▸ Assignment
Retype all of the data exactly as given.

───── Extracted data ─────

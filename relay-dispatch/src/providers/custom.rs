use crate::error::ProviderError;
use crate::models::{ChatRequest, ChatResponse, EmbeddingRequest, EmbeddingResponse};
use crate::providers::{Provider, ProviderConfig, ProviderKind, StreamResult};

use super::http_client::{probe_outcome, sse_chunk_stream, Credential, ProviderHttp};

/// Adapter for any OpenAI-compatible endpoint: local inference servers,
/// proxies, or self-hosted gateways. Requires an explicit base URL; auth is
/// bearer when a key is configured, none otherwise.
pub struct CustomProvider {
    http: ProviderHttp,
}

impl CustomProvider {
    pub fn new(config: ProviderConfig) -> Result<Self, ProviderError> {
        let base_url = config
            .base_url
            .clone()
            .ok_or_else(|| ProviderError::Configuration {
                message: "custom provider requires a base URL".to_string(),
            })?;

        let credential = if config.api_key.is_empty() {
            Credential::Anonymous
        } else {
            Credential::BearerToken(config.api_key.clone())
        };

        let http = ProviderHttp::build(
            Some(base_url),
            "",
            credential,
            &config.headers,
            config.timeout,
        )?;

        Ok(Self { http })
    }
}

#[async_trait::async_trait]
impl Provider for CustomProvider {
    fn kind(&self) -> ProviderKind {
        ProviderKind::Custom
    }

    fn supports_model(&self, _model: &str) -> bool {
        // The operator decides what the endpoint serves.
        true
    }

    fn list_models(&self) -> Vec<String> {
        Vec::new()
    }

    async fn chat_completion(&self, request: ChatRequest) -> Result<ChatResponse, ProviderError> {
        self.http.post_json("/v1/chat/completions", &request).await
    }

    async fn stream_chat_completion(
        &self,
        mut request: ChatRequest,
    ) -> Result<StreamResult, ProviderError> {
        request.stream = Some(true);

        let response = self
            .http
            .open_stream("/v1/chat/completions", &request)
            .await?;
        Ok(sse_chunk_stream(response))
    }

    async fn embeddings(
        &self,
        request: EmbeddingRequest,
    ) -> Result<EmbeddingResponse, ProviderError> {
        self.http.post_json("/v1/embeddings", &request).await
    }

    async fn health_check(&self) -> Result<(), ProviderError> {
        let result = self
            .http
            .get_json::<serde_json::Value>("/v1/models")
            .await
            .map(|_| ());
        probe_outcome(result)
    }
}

─────

▸ Exercise result
filename relay-dispatch/src/providers/custom.rs
use crate::error::ProviderError;
use crate::models::{ChatRequest, ChatResponse, EmbeddingRequest, EmbeddingResponse};
use crate::providers::{Provider, ProviderConfig, ProviderKind, StreamResult};

use super::http_client::{probe_outcome, sse_chunk_stream, Credential, ProviderHttp};

/// Adapter for any OpenAI-compatible endpoint: local inference servers,
/// proxies, or self-hosted gateways. Requires an explicit base URL; auth is
/// bearer when a key is configured, none otherwise.
pub struct CustomProvider {
    http: ProviderHttp,
}

impl CustomProvider {
    pub fn new(config: ProviderConfig) -> Result<Self, ProviderError> {
        let base_url = config
            .base_url
            .clone()
            .ok_or_else(|| ProviderError::Configuration {
                message: "custom provider requires a base URL".to_string(),
            })?;

        let credential = if config.api_key.is_empty() {
            Credential::Anonymous
        } else {
            Credential::BearerToken(config.api_key.clone())
        };

        let http = ProviderHttp::build(
            Some(base_url),
            "",
            credential,
            &config.headers,
            config.timeout,
        )?;

        Ok(Self { http })
    }
}

#[async_trait::async_trait]
impl Provider for CustomProvider {
    fn kind(&self) -> ProviderKind {
        ProviderKind::Custom
    }

    fn supports_model(&self, _model: &str) -> bool {
        // The operator decides what the endpoint serves.
        true
    }

    fn list_models(&self) -> Vec<String> {
        Vec::new()
    }

    async fn chat_completion(&self, request: ChatRequest) -> Result<ChatResponse, ProviderError> {
        self.http.post_json("/v1/chat/completions", &request).await
    }

    async fn stream_chat_completion(
        &self,
        mut request: ChatRequest,
    ) -> Result<StreamResult, ProviderError> {
        request.stream = Some(true);

        let response = self
            .http
            .open_stream("/v1/chat/completions", &request)
            .await?;
        Ok(sse_chunk_stream(response))
    }

    async fn embeddings(
        &self,
        request: EmbeddingRequest,
    ) -> Result<EmbeddingResponse, ProviderError> {
        self.http.post_json("/v1/embeddings", &request).await
    }

    async fn health_check(&self) -> Result<(), ProviderError> {
        let result = self
            .http
            .get_json::<serde_json::Value>("/v1/models")
            .await
            .map(|_| ());
        probe_outcome(result)
    }
}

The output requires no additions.